» **Supplied material**:
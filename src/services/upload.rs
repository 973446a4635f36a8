//! Upload pipeline.
//!
//! Turns an unseekable, size-bounded byte source plus client hints into a
//! stored file under a freshly allocated key. Names, types and hashes are
//! derived here or by the backend, never trusted from the client.

use crate::{
    models::{Expiry, Metadata},
    services::{
        sniff,
        storage::{ByteSource, StorageBackend, StorageError},
    },
};
use chrono::{DateTime, Duration, Utc};
use rand::{Rng, distr::Alphanumeric};
use std::{
    io::{self, Cursor},
    pin::Pin,
    sync::Arc,
    task::{Context, Poll, ready},
    time::Instant,
};
use thiserror::Error;
use tokio::io::{AsyncRead, AsyncReadExt, ReadBuf};
use tracing::{debug, info};

const MAX_FILENAME_LEN: usize = 255;
const SLUG_LEN: usize = 10;
const SLUG_ALPHABET: &[u8] = b"abcdefghijklmnopqrstuvwxyz0123456789";
const DELETE_KEY_LEN: usize = 30;
const FALLBACK_EXTENSION: &str = "file";

const COMPRESSED_EXTENSIONS: [&str; 3] = [".bz2", ".gz", ".xz"];
const ARCHIVE_EXTENSIONS: [&str; 1] = [".tar"];

/// Keys that would shadow well-known site paths.
const PROHIBITED_FILENAMES: [&str; 6] = [
    "favicon.ico",
    "index.htm",
    "index.html",
    "index.php",
    "robots.txt",
    "crossdomain.xml",
];

#[derive(Debug, Error)]
pub enum UploadError {
    #[error("file too large")]
    FileTooLarge,
    #[error("filename too long")]
    FilenameTooLong,
    #[error("forbidden file extension `{0}`")]
    ForbiddenExtension(String),
    #[error("prohibited filename `{0}`")]
    ProhibitedFilename(String),
    #[error("empty file")]
    FileEmpty,
    #[error(transparent)]
    Storage(StorageError),
}

impl UploadError {
    /// Whether the client can fix the request and retry.
    pub fn is_user_error(&self) -> bool {
        !matches!(self, UploadError::Storage(_))
    }
}

impl From<StorageError> for UploadError {
    fn from(err: StorageError) -> Self {
        match err {
            StorageError::FileEmpty => UploadError::FileEmpty,
            StorageError::Io(ref io_err) if is_size_limit(io_err) => UploadError::FileTooLarge,
            other => UploadError::Storage(other),
        }
    }
}

/// Raised through an [`io::Error`] by [`BoundedReader`].
#[derive(Debug, Error)]
#[error("upload exceeds the {limit} byte limit")]
pub struct SizeLimitExceeded {
    pub limit: u64,
}

fn is_size_limit(err: &io::Error) -> bool {
    err.get_ref().is_some_and(|inner| inner.is::<SizeLimitExceeded>())
}

/// Fails reads once more than `limit` bytes have passed through.
pub struct BoundedReader<R> {
    inner: R,
    limit: u64,
    read: u64,
}

impl<R> BoundedReader<R> {
    pub fn new(inner: R, limit: u64) -> Self {
        Self {
            inner,
            limit,
            read: 0,
        }
    }
}

impl<R: AsyncRead + Unpin> AsyncRead for BoundedReader<R> {
    fn poll_read(
        mut self: Pin<&mut Self>,
        cx: &mut Context<'_>,
        buf: &mut ReadBuf<'_>,
    ) -> Poll<io::Result<()>> {
        let before = buf.filled().len();
        ready!(Pin::new(&mut self.inner).poll_read(cx, buf))?;
        self.read += (buf.filled().len() - before) as u64;
        if self.read > self.limit {
            return Poll::Ready(Err(io::Error::other(SizeLimitExceeded { limit: self.limit })));
        }
        Poll::Ready(Ok(()))
    }
}

/// Size and extension limits.
#[derive(Debug, Clone)]
pub struct UploadPolicy {
    pub max_size: u64,
    /// Lowercase extensions without the leading dot.
    pub forbidden_extensions: Vec<String>,
}

/// Default and maximum lifetimes in seconds; zero means unset.
#[derive(Debug, Clone, Copy, Default)]
pub struct ExpiryPolicy {
    pub default_secs: u64,
    pub default_cli_secs: u64,
    pub max_secs: u64,
}

impl ExpiryPolicy {
    /// Effective lifetime in seconds; zero means the file never expires.
    pub fn resolve_secs(&self, requested: Option<i64>, from_cli: bool) -> u64 {
        let fallback = if from_cli && self.default_cli_secs > 0 {
            self.default_cli_secs
        } else if self.default_secs > 0 {
            self.default_secs
        } else {
            self.max_secs
        };

        let secs = match requested {
            Some(secs) if secs > 0 => secs as u64,
            _ => fallback,
        };

        if self.max_secs > 0 {
            secs.min(self.max_secs)
        } else {
            secs
        }
    }

    pub fn resolve_at(&self, requested: Option<i64>, from_cli: bool, now: DateTime<Utc>) -> Expiry {
        match self.resolve_secs(requested, from_cli) {
            0 => Expiry::Never,
            secs => i64::try_from(secs)
                .ok()
                .and_then(Duration::try_seconds)
                .and_then(|d| now.checked_add_signed(d))
                .map_or(Expiry::Never, Expiry::At),
        }
    }

    pub fn resolve(&self, requested: Option<i64>, from_cli: bool) -> Expiry {
        self.resolve_at(requested, from_cli, Utc::now())
    }
}

/// Everything the pipeline needs to accept one upload.
pub struct UploadRequest<'a> {
    pub src: ByteSource<'a>,
    /// Declared size; a fast rejection hint only.
    pub size: Option<u64>,
    pub filename: String,
    pub expiry: Option<i64>,
    pub delete_key: Option<String>,
    pub access_key: Option<String>,
    pub from_cli: bool,
}

#[derive(Debug, Clone)]
pub struct Upload {
    pub key: String,
    pub metadata: Metadata,
}

#[derive(Clone)]
pub struct UploadPipeline {
    storage: Arc<dyn StorageBackend>,
    policy: UploadPolicy,
    expiry: ExpiryPolicy,
}

impl UploadPipeline {
    pub fn new(storage: Arc<dyn StorageBackend>, policy: UploadPolicy, expiry: ExpiryPolicy) -> Self {
        Self {
            storage,
            policy,
            expiry,
        }
    }

    pub fn max_size(&self) -> u64 {
        self.policy.max_size
    }

    pub async fn process(&self, request: UploadRequest<'_>) -> Result<Upload, UploadError> {
        let started = Instant::now();
        let UploadRequest {
            mut src,
            size,
            filename,
            expiry,
            delete_key,
            access_key,
            from_cli,
        } = request;

        if size.is_some_and(|size| size > self.policy.max_size) {
            return Err(UploadError::FileTooLarge);
        }
        if filename.len() > MAX_FILENAME_LEN {
            return Err(UploadError::FilenameTooLong);
        }
        let filename = sanitize_filename(&filename);

        let (barename, mut extension) = bare_plus_ext(&filename);

        if extension.is_empty() {
            let window = sniff::read_window(&mut src, sniff::SNIFF_WINDOW)
                .await
                .map_err(StorageError::from)?;
            if window.is_empty() {
                return Err(UploadError::FileEmpty);
            }
            let mimetype = sniff::detect_mimetype(&window);
            extension = sniff::extension_for_mimetype(mimetype)
                .unwrap_or(FALLBACK_EXTENSION)
                .to_string();
            debug!(mimetype, extension = %extension, "sniffed extension");
            src = Box::pin(Cursor::new(window).chain(src));
        }

        if self.policy.forbidden_extensions.iter().any(|e| *e == extension) {
            return Err(UploadError::ForbiddenExtension(extension));
        }

        let key = self.allocate_key(&extension).await?;

        if is_prohibited_filename(&key) {
            return Err(UploadError::ProhibitedFilename(key));
        }

        let expiry = self.expiry.resolve(expiry, from_cli);
        let delete_key = delete_key
            .filter(|k| !k.is_empty())
            .unwrap_or_else(generate_delete_key);
        let access_key = access_key.unwrap_or_default();
        let original_name = if barename.is_empty() {
            key.clone()
        } else {
            filename
        };

        let metadata = self
            .storage
            .put(&key, &original_name, src, expiry, &delete_key, &access_key)
            .await?;

        info!(
            key = %key,
            size_bytes = metadata.size,
            mimetype = %metadata.mimetype,
            protected = !metadata.access_key.is_empty(),
            duration_ms = started.elapsed().as_millis() as u64,
            "upload accepted"
        );
        Ok(Upload { key, metadata })
    }

    /// Draw slugs until one is free. Not atomic with the following put.
    async fn allocate_key(&self, extension: &str) -> Result<String, UploadError> {
        loop {
            let key = format!("{}.{}", generate_slug(), extension);
            if !self.storage.exists(&key).await? {
                return Ok(key);
            }
            debug!(key = %key, "slug collision, retrying");
        }
    }
}

/// Remove markup tags and control characters. Script and style elements
/// are dropped together with their contents.
pub fn sanitize_filename(name: &str) -> String {
    let mut out = String::with_capacity(name.len());
    let mut rest = name;
    while let Some(c) = rest.chars().next() {
        if c == '<' {
            let Some(end) = rest.find('>') else {
                break;
            };
            let tag = &rest[1..end];
            rest = &rest[end + 1..];
            if let Some(element) = raw_text_element(tag) {
                let closing = format!("</{element}");
                rest = match rest.to_ascii_lowercase().find(&closing) {
                    Some(at) => rest[at..].find('>').map_or("", |gt| &rest[at + gt + 1..]),
                    None => "",
                };
            }
            continue;
        }
        if c != '>' && !c.is_control() {
            out.push(c);
        }
        rest = &rest[c.len_utf8()..];
    }
    out
}

/// The element name when `tag` opens a `script` or `style` element.
fn raw_text_element(tag: &str) -> Option<&'static str> {
    let name = tag
        .trim_start()
        .split(|c: char| !c.is_ascii_alphanumeric())
        .next()
        .unwrap_or_default()
        .to_ascii_lowercase();
    ["script", "style"].into_iter().find(|element| *element == name)
}

/// Final `.suffix` of the last path element, dot included.
fn split_ext(name: &str) -> (&str, &str) {
    let element_start = name.rfind('/').map_or(0, |i| i + 1);
    match name[element_start..].rfind('.') {
        Some(dot) => name.split_at(element_start + dot),
        None => (name, ""),
    }
}

/// Split a client filename into a sanitized bare-name and extension.
///
/// `archive.tar.gz` keeps `tar.gz` as one extension; any other name splits
/// at the last dot.
pub fn bare_plus_ext(filename: &str) -> (String, String) {
    let lowered = filename.trim().to_lowercase();
    let (mut bare, mut ext) = split_ext(&lowered);

    let fused;
    if COMPRESSED_EXTENSIONS.contains(&ext) {
        let (inner_bare, inner_ext) = split_ext(bare);
        if ARCHIVE_EXTENSIONS.contains(&inner_ext) {
            fused = format!("{inner_ext}{ext}");
            ext = &fused;
            bare = inner_bare;
        }
    }

    let extension: String = ext
        .chars()
        .filter(|c| matches!(c, 'a'..='z' | '0'..='9' | '-' | '.'))
        .collect();
    let barename: String = bare
        .chars()
        .filter(|c| matches!(c, 'a'..='z' | '0'..='9' | '-'))
        .collect();

    (
        barename.trim_matches('-').to_string(),
        extension.trim_matches(|c| c == '-' || c == '.').to_string(),
    )
}

pub fn is_prohibited_filename(key: &str) -> bool {
    let lowered = key.to_ascii_lowercase();
    PROHIBITED_FILENAMES.contains(&lowered.as_str())
}

fn generate_slug() -> String {
    let mut rng = rand::rng();
    (0..SLUG_LEN)
        .map(|_| SLUG_ALPHABET[rng.random_range(0..SLUG_ALPHABET.len())] as char)
        .collect()
}

pub fn generate_delete_key() -> String {
    rand::rng()
        .sample_iter(&Alphanumeric)
        .take(DELETE_KEY_LEN)
        .map(char::from)
        .collect()
}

» **Problem**:
Transcribe the material exactly, stopping after the "const DELETE_KEY_LEN: usize = 30;" line.

» **Task result**:
filename src/services/upload.rs
repository 973446a4635f36a8
//! Upload pipeline.
//!
//! Turns an unseekable, size-bounded byte source plus client hints into a
//! stored file under a freshly allocated key. Names, types and hashes are
//! derived here or by the backend, never trusted from the client.

use crate::{
    models::{Expiry, Metadata},
    services::{
        sniff,
        storage::{ByteSource, StorageBackend, StorageError},
    },
};
use chrono::{DateTime, Duration, Utc};
use rand::{Rng, distr::Alphanumeric};
use std::{
    io::{self, Cursor},
    pin::Pin,
    sync::Arc,
    task::{Context, Poll, ready},
    time::Instant,
};
use thiserror::Error;
use tokio::io::{AsyncRead, AsyncReadExt, ReadBuf};
use tracing::{debug, info};

const MAX_FILENAME_LEN: usize = 255;
const SLUG_LEN: usize = 10;
const SLUG_ALPHABET: &[u8] = b"abcdefghijklmnopqrstuvwxyz0123456789";
const DELETE_KEY_LEN: usize = 30;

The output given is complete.